ACADIA’s most advanced product candidate is pimavanserin, which is in Phase III development for Parkinson’s disease psychosis. Pimavanserin, a new chemical entity that can be taken orally as a tablet once-a-day, selectively blocks the activity of the 5-HT2A receptor, a drug target that plays an important role in the treatment of various neuropsychiatric disorders. ACADIA holds worldwide rights to pimavanserin.
Today the company hit a 52-week low after announcing the conclusion of a previously established collaboration with a wholly owned subsidiary of Valeant Pharmaceuticals International, Inc. (NYSE: VRX) to develop and commercialize pimavanserin in the United States and Canada.

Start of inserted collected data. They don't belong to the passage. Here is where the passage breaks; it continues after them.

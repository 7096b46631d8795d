pub mod dto;
pub mod error;
pub mod models;

pub use error::RecordsError;
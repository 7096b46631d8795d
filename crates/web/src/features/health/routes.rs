use axum::{Router, routing::get};

use super::handlers::health_check;
use crate::state::AppState;

pub fn routes() -> Router<AppState> {
    Router::new().route("/health", get(health_check))
}
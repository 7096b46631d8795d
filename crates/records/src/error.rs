use thiserror::Error;

#[derive(Debug, Error, Clone, PartialEq, Eq)]
pub enum RecordsError {
    #[error("Unknown discipline code: {0}")]
    UnknownDiscipline(String),

    #[error("Unknown gender code: {0}")]
    UnknownGender(String),
}
use records::models::{Competition, CompetitionDetail};

use crate::Result;

/// A place competitions can be listed and looked up from.
#[async_trait::async_trait]
pub trait CompetitionSource: Send + Sync {
    /// Competitions of one category (`WC`, `WSC`, `OWG`, ...) for the
    /// configured season, in calendar order.
    async fn list_competitions(&self, category: &str) -> Result<Vec<Competition>>;

    async fn competition_detail(&self, event_id: &str) -> Result<CompetitionDetail>;
}
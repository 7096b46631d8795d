pub mod config;
pub mod error;
pub mod extractors;
pub mod fetcher;
pub mod fragment;
pub mod report;
pub mod sources;
pub mod traits;

#[cfg(test)]
pub(crate) mod testing;

pub use config::CollectorConfig;
pub use error::{CollectorError, ExtractionError, FetchError, Result};
pub use fetcher::{PageFetcher, RetryPolicy, Transport, fetch_page};
pub use fragment::Fragment;
pub use report::{ParseReport, Parsed};
pub use sources::fis::FisCollector;
pub use traits::CompetitionSource;
use axum::{Router, routing::get};

use super::handlers::{get_competition_detail, list_competitions};
use crate::state::AppState;

pub fn routes() -> Router<AppState> {
    Router::new()
        .route("/", get(list_competitions))
        .route("/:event_id", get(get_competition_detail))
}
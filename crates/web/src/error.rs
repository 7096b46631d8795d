use axum::{
    Json,
    http::StatusCode,
    response::{IntoResponse, Response},
};
use collector::CollectorError;
use serde_json::json;
use std::fmt;
use validator::ValidationErrors;

/// Web layer errors
#[derive(Debug)]
pub enum WebError {
    Collector(CollectorError),
    Validation(ValidationErrors),
    Timeout,
}

impl fmt::Display for WebError {
    fn fmt(&self, f: &mut fmt::Formatter<'_>) -> fmt::Result {
        match self {
            Self::Collector(e) => write!(f, "{}", e),
            Self::Validation(e) => write!(f, "Validation error: {}", e),
            Self::Timeout => write!(f, "Upstream request timed out"),
        }
    }
}

impl IntoResponse for WebError {
    fn into_response(self) -> Response {
        let status_code = match &self {
            Self::Collector(CollectorError::NotFound(_)) => StatusCode::NOT_FOUND,
            Self::Collector(_) => StatusCode::INTERNAL_SERVER_ERROR,
            Self::Validation(_) => StatusCode::BAD_REQUEST,
            Self::Timeout => StatusCode::GATEWAY_TIMEOUT,
        };

        let body = match &self {
            Self::Collector(CollectorError::NotFound(_)) => {
                json!({
                    "detail": self.to_string()
                })
            }
            Self::Collector(e) => {
                tracing::error!("Collector error: {:?}", e);
                json!({
                    "detail": e.to_string()
                })
            }
            Self::Validation(errors) => {
                let field_errors: Vec<String> = errors
                    .field_errors()
                    .iter()
                    .flat_map(|(field, errors)| {
                        errors.iter().map(move |e| {
                            format!(
                                "{}: {}",
                                field,
                                e.message
                                    .as_ref()
                                    .map(|m| m.to_string())
                                    .unwrap_or_else(|| e.code.to_string())
                            )
                        })
                    })
                    .collect();

                json!({
                    "detail": "Validation failed",
                    "errors": field_errors
                })
            }
            Self::Timeout => {
                tracing::warn!("Request deadline exceeded");
                json!({
                    "detail": self.to_string()
                })
            }
        };

        (status_code, Json(body)).into_response()
    }
}

impl From<CollectorError> for WebError {
    fn from(error: CollectorError) -> Self {
        Self::Collector(error)
    }
}

impl From<ValidationErrors> for WebError {
    fn from(error: ValidationErrors) -> Self {
        Self::Validation(error)
    }
}

pub type ApiResult<T> = Result<T, WebError>;
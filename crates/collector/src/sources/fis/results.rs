use records::models::{Discipline, RaceResult};

use crate::error::ExtractionError;
use crate::extractors;
use crate::fragment::{Fragment, parse_document};
use crate::report::{ParseReport, Parsed};

const ROW: &str = "#events-info-results > .tbody > .table-row";
const COLUMNS: &str = ".g-row > .g-row > div";
const ATHLETE_NAME: &str = ".athlete-name";
const NATION: &str = ".country__name-short";

/// Rows with fewer columns than this are not result lines.
const MIN_COLUMNS: usize = 7;

/// Fixed column positions of one results table layout.
#[derive(Debug, Clone, Copy, PartialEq, Eq)]
pub struct ColumnLayout {
    pub rank: usize,
    pub name: usize,
    pub nation: usize,
    pub run1: Option<usize>,
    pub run2: Option<usize>,
    pub total: usize,
    pub diff: usize,
    pub fis_points: usize,
    pub cup_points: usize,
}

impl ColumnLayout {
    pub const TWO_RUNS: Self = Self {
        rank: 0,
        name: 3,
        nation: 5,
        run1: Some(6),
        run2: Some(7),
        total: 8,
        diff: 9,
        fis_points: 10,
        cup_points: 11,
    };

    pub const SINGLE_RUN: Self = Self {
        rank: 0,
        name: 3,
        nation: 5,
        run1: None,
        run2: None,
        total: 6,
        diff: 7,
        fis_points: 8,
        cup_points: 9,
    };

    pub fn for_discipline(discipline: Discipline) -> Self {
        if discipline.has_two_runs() {
            Self::TWO_RUNS
        } else {
            Self::SINGLE_RUN
        }
    }
}

/// Parses a race results page.
///
/// `None` when the table has fewer than two rows, which is how the site
/// shows results that are not published yet.
pub fn parse_results(html: &str, discipline: Discipline) -> Option<Parsed<RaceResult>> {
    let document = parse_document(html);
    let rows = match document.root_element().select_all(ROW) {
        Ok(rows) => rows,
        Err(e) => {
            let mut report = ParseReport::default();
            report.skip("result", 0, e);
            return Some(Parsed {
                items: Vec::new(),
                report,
            });
        }
    };

    if rows.len() < 2 {
        return None;
    }

    let layout = ColumnLayout::for_discipline(discipline);
    let mut parsed = Parsed::default();

    for (index, row) in rows.iter().enumerate() {
        let columns = match row.select_all(COLUMNS) {
            Ok(columns) => columns,
            Err(e) => {
                parsed.report.skip("result", index, e);
                continue;
            }
        };
        if columns.len() < MIN_COLUMNS {
            continue;
        }

        match parse_result_row(row, &columns, &layout) {
            Ok(result) => parsed.items.push(result),
            Err(e) => parsed.report.skip("result", index, e),
        }
    }

    Some(parsed)
}

pub fn parse_result_row<F: Fragment>(
    row: &F,
    columns: &[F],
    layout: &ColumnLayout,
) -> Result<RaceResult, ExtractionError> {
    let column = |index: usize| columns.get(index).ok_or(ExtractionError::MissingColumn(index));

    let href = row.require_attribute("href")?;
    let athlete_id = extractors::competitor_id(&href)
        .ok_or_else(|| ExtractionError::invalid("competitor link", href.as_str()))?;

    let rank_text = column(layout.rank)?.text_content();
    let rank: u32 = rank_text
        .parse()
        .map_err(|_| ExtractionError::invalid("rank", rank_text.as_str()))?;

    let name = column(layout.name)?.require_text(ATHLETE_NAME)?;
    let nation = column(layout.nation)?.require_text(NATION)?;

    let run1 = layout
        .run1
        .map(|i| column(i).map(|c| c.text_content()))
        .transpose()?;
    let run2 = layout
        .run2
        .map(|i| column(i).map(|c| c.text_content()))
        .transpose()?;

    let total = column(layout.total)?.text_content();
    let diff = column(layout.diff)?.text_content();

    // Points columns are blank until the race is scored; blank reads as zero.
    let fis_points = parse_or_zero::<f64>("fis points", &column(layout.fis_points)?.text_content())?;
    let cup_points = if columns.len() > 9 {
        Some(parse_or_zero::<u32>(
            "cup points",
            &column(layout.cup_points)?.text_content(),
        )?)
    } else {
        None
    };

    Ok(RaceResult {
        athlete_id,
        rank,
        name,
        nation,
        run1,
        run2,
        total,
        diff,
        fis_points,
        cup_points,
    })
}

fn parse_or_zero<T>(field: &'static str, text: &str) -> Result<T, ExtractionError>
where
    T: std::str::FromStr + Default,
{
    if text.is_empty() {
        return Ok(T::default());
    }
    text.parse().map_err(|_| ExtractionError::invalid(field, text))
}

ACADIA has regained all rights to the product candidate and will receive a one-time cash payment of $8.75 million to transition the program back to ACADIA and cover costs associated with ongoing clinical trials.
Uli Hacksell, Ph.D., Chief Executive Officer of ACADIA, commented, “While we have enjoyed a great collaboration with Biovail, both parties recognize that pimavanserin and the broad development strategy at the core of our collaboration were not consistent with the strategic focus of the new Valeant following the recently completed merger. With worldwide rights to pimavanserin and a focus on our ongoing Phase III program, we believe ACADIA is positioned on an attractive path forward for this product candidate.”
With a solid balance sheet, a significant position held by insiders and analysts projecting price targets of between $2.00 – $5.00, the company is worthy of a closer look. Although wall street took today’s news negatively, ending ties with Valeant Pharmaceuticals could turn out being a good thing. They now have millions more in the bank plus have the option to re-partner for new upfront money. Some have also speculated that the company is a more attractive takeover target since they own full rights to pimavanserin.